◆ Your assignment ◆
Produce the records below again, word for word, but stop after the line that contains "const EXPIRES_FORMAT: &str".

◆ Collected data ◆
//! Cookie assembly and lookup over a host cookie jar.

use std::{cell::RefCell, collections::BTreeMap, rc::Rc};

use chrono::{DateTime, NaiveDateTime, Utc};

use crate::time::unix_time_ms_now;

const DAY_MS: i64 = 24 * 60 * 60 * 1000;
const EXPIRES_FORMAT: &str = "%a, %d %b %Y %H:%M:%S GMT";
/// 9999-12-31T23:59:59Z, the last instant a four-digit cookie date can name.
const LATEST_EXPIRY_MS: i64 = 253_402_300_799_000;

/// Host cookie surface with `document.cookie` semantics.
pub trait CookieJar {
    /// Returns every visible cookie as `name=value` pairs joined by `"; "`.
    ///
    /// # Errors
    ///
    /// Returns an error when the host refuses cookie access.
    fn cookie_header(&self) -> Result<String, String>;

    /// Applies one `name=value; attr...` assignment.
    ///
    /// # Errors
    ///
    /// Returns an error when the host refuses cookie access.
    fn store_cookie(&self, assignment: &str) -> Result<(), String>;
}

/// Renders a cookie assignment string.
///
/// `days` of `None` or `0` produce a session cookie; otherwise the cookie expires `days` days
/// after `now_ms` (negative values produce an already-expired cookie). Expiries are clamped to
/// the unix epoch and the end of year 9999.
pub fn cookie_assignment(
    name: &str,
    value: &str,
    days: Option<i64>,
    secure: bool,
    now_ms: i64,
) -> String {
    let expires = days
        .filter(|&days| days != 0)
        .map(|days| {
            now_ms
                .saturating_add(days.saturating_mul(DAY_MS))
                .clamp(0, LATEST_EXPIRY_MS)
        })
        .and_then(DateTime::<Utc>::from_timestamp_millis)
        .map(|at| format!("; expires={}", at.format(EXPIRES_FORMAT)))
        .unwrap_or_default();
    let secure = if secure { "; secure" } else { "" };
    format!("{name}={value}{expires}; path=/{secure}")
}

/// Creates (or replaces) a cookie valid for the whole site.
///
/// # Errors
///
/// Returns an error when the jar refuses the assignment.
pub fn create_cookie<J: CookieJar + ?Sized>(
    jar: &J,
    name: &str,
    value: &str,
    days: Option<i64>,
    secure: bool,
) -> Result<(), String> {
    let now_ms = i64::try_from(unix_time_ms_now()).unwrap_or(i64::MAX / 2);
    jar.store_cookie(&cookie_assignment(name, value, days, secure, now_ms))
}

/// Reads a cookie value, returning `default` when it is not set.
///
/// # Errors
///
/// Returns an error when the jar cannot be read.
pub fn read_cookie<J: CookieJar + ?Sized>(
    jar: &J,
    name: &str,
    default: Option<&str>,
) -> Result<Option<String>, String> {
    let header = jar.cookie_header()?;
    Ok(find_cookie(&header, name).or_else(|| default.map(str::to_string)))
}

/// Expires a cookie.
///
/// # Errors
///
/// Returns an error when the jar refuses the assignment.
pub fn erase_cookie<J: CookieJar + ?Sized>(
    jar: &J,
    name: &str,
    secure: bool,
) -> Result<(), String> {
    create_cookie(jar, name, "", Some(-1), secure)
}

fn find_cookie(header: &str, name: &str) -> Option<String> {
    let prefix = format!("{name}=");
    header
        .split(';')
        .map(|pair| pair.trim_start_matches(' '))
        .find_map(|pair| pair.strip_prefix(prefix.as_str()))
        .map(str::to_string)
}

#[derive(Debug, Clone, Default)]
/// In-memory jar applying assignments the way a browser does: an expiry in the past deletes.
pub struct MemoryCookieJar {
    inner: Rc<RefCell<BTreeMap<String, MemoryCookie>>>,
}

#[derive(Debug, Clone, PartialEq, Eq)]
/// Cookie held by a [`MemoryCookieJar`].
pub struct MemoryCookie {
    /// Raw value.
    pub value: String,
    /// Expiry in unix milliseconds; `None` for session cookies.
    pub expires_ms: Option<i64>,
    /// Whether the `secure` attribute was present.
    pub secure: bool,
    /// `path` attribute, if any.
    pub path: Option<String>,
}

impl MemoryCookieJar {
    /// Returns the stored cookie record for `name`.
    pub fn cookie(&self, name: &str) -> Option<MemoryCookie> {
        self.inner.borrow().get(name).cloned()
    }

    /// Number of live cookies.
    pub fn len(&self) -> usize {
        self.inner.borrow().len()
    }

    /// Returns `true` when no cookie is stored.
    pub fn is_empty(&self) -> bool {
        self.inner.borrow().is_empty()
    }
}

impl CookieJar for MemoryCookieJar {
    fn cookie_header(&self) -> Result<String, String> {
        let pairs: Vec<String> = self
            .inner
            .borrow()
            .iter()
            .map(|(name, cookie)| format!("{name}={}", cookie.value))
            .collect();
        Ok(pairs.join("; "))
    }

    fn store_cookie(&self, assignment: &str) -> Result<(), String> {
        let mut parts = assignment.split(';');
        let pair = parts.next().unwrap_or_default().trim();
        let (name, value) = pair
            .split_once('=')
            .ok_or_else(|| format!("malformed cookie assignment: {assignment}"))?;

        let mut cookie = MemoryCookie {
            value: value.to_string(),
            expires_ms: None,
            secure: false,
            path: None,
        };
        for attr in parts.map(str::trim) {
            let (key, val) = attr.split_once('=').unwrap_or((attr, ""));
            match key.to_ascii_lowercase().as_str() {
                "expires" => {
                    let at = NaiveDateTime::parse_from_str(val, EXPIRES_FORMAT)
                        .map_err(|e| format!("invalid cookie expiry '{val}': {e}"))?;
                    cookie.expires_ms = Some(at.and_utc().timestamp_millis());
                }
                "secure" => cookie.secure = true,
                "path" => cookie.path = Some(val.to_string()),
                _ => {}
            }
        }

        let now_ms = i64::try_from(unix_time_ms_now()).unwrap_or(i64::MAX);
        let mut jar = self.inner.borrow_mut();
        if cookie.expires_ms.is_some_and(|at| at <= now_ms) {
            jar.remove(name);
        } else {
            jar.insert(name.to_string(), cookie);
        }
        Ok(())
    }
}
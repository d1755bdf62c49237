//! Message deduplication for noisy, repeatable warnings.

/// Severity used when a [`LogOnce`] message is emitted.
#[derive(Debug, Clone, Copy, PartialEq, Eq, Default)]
pub enum LogSeverity {
    /// `tracing::error!`
    Error,
    /// `tracing::warn!`
    Warn,
    /// `tracing::debug!`
    Debug,
    /// `tracing::info!`
    #[default]
    Info,
}

#[derive(Debug, Clone, Default)]
/// Emits each distinct message text at most once for the lifetime of the instance.
///
/// Seen messages are kept in emission order and never evicted, so memory grows with the number
/// of distinct texts. Callers feed it a small, bounded vocabulary of storage warnings.
pub struct LogOnce {
    seen: Vec<String>,
}

impl LogOnce {
    /// Creates an empty deduplicator.
    pub fn new() -> Self {
        Self::default()
    }

    /// Logs `message` at `severity` unless the same text was logged before.
    ///
    /// Returns `true` when the message was emitted by this call.
    pub fn log(&mut self, message: &str, severity: LogSeverity) -> bool {
        if self.seen.iter().any(|seen| seen == message) {
            return false;
        }
        match severity {
            LogSeverity::Error => tracing::error!("{message}"),
            LogSeverity::Warn => tracing::warn!("{message}"),
            LogSeverity::Debug => tracing::debug!("{message}"),
            LogSeverity::Info => tracing::info!("{message}"),
        }
        self.seen.push(message.to_string());
        true
    }

    /// Messages emitted so far, oldest first.
    pub fn emitted(&self) -> &[String] {
        &self.seen
    }
}

#[cfg(test)]
mod tests {
    use super::*;

    #[test]
    fn repeated_text_is_emitted_once() {
        let mut log = LogOnce::new();
        assert!(log.log("settings unavailable", LogSeverity::Warn));
        assert!(!log.log("settings unavailable", LogSeverity::Warn));
        assert!(!log.log("settings unavailable", LogSeverity::Error));
        assert!(log.log("other", LogSeverity::default()));
        assert_eq!(log.emitted(), ["settings unavailable", "other"]);
    }
}
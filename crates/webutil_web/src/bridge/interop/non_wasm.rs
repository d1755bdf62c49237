use super::*;

fn unsupported() -> String {
    "Extension storage is only available when compiled for wasm32".to_string()
}

pub fn extension_storage_available() -> bool {
    false
}

pub fn extension_storage_set(_entries: &[(&str, &str)]) -> Result<(), String> {
    Err(unsupported())
}

pub fn extension_storage_remove(_name: &str) -> Result<(), String> {
    Err(unsupported())
}

pub async fn extension_storage_snapshot() -> Result<BTreeMap<String, String>, String> {
    Ok(BTreeMap::new())
}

◆ Your response ◆
//! Cookie assembly and lookup over a host cookie jar.

use std::{cell::RefCell, collections::BTreeMap, rc::Rc};

use chrono::{DateTime, NaiveDateTime, Utc};

use crate::time::unix_time_ms_now;

const DAY_MS: i64 = 24 * 60 * 60 * 1000;
const EXPIRES_FORMAT: &str = "%a, %d %b %Y %H:%M:%S GMT";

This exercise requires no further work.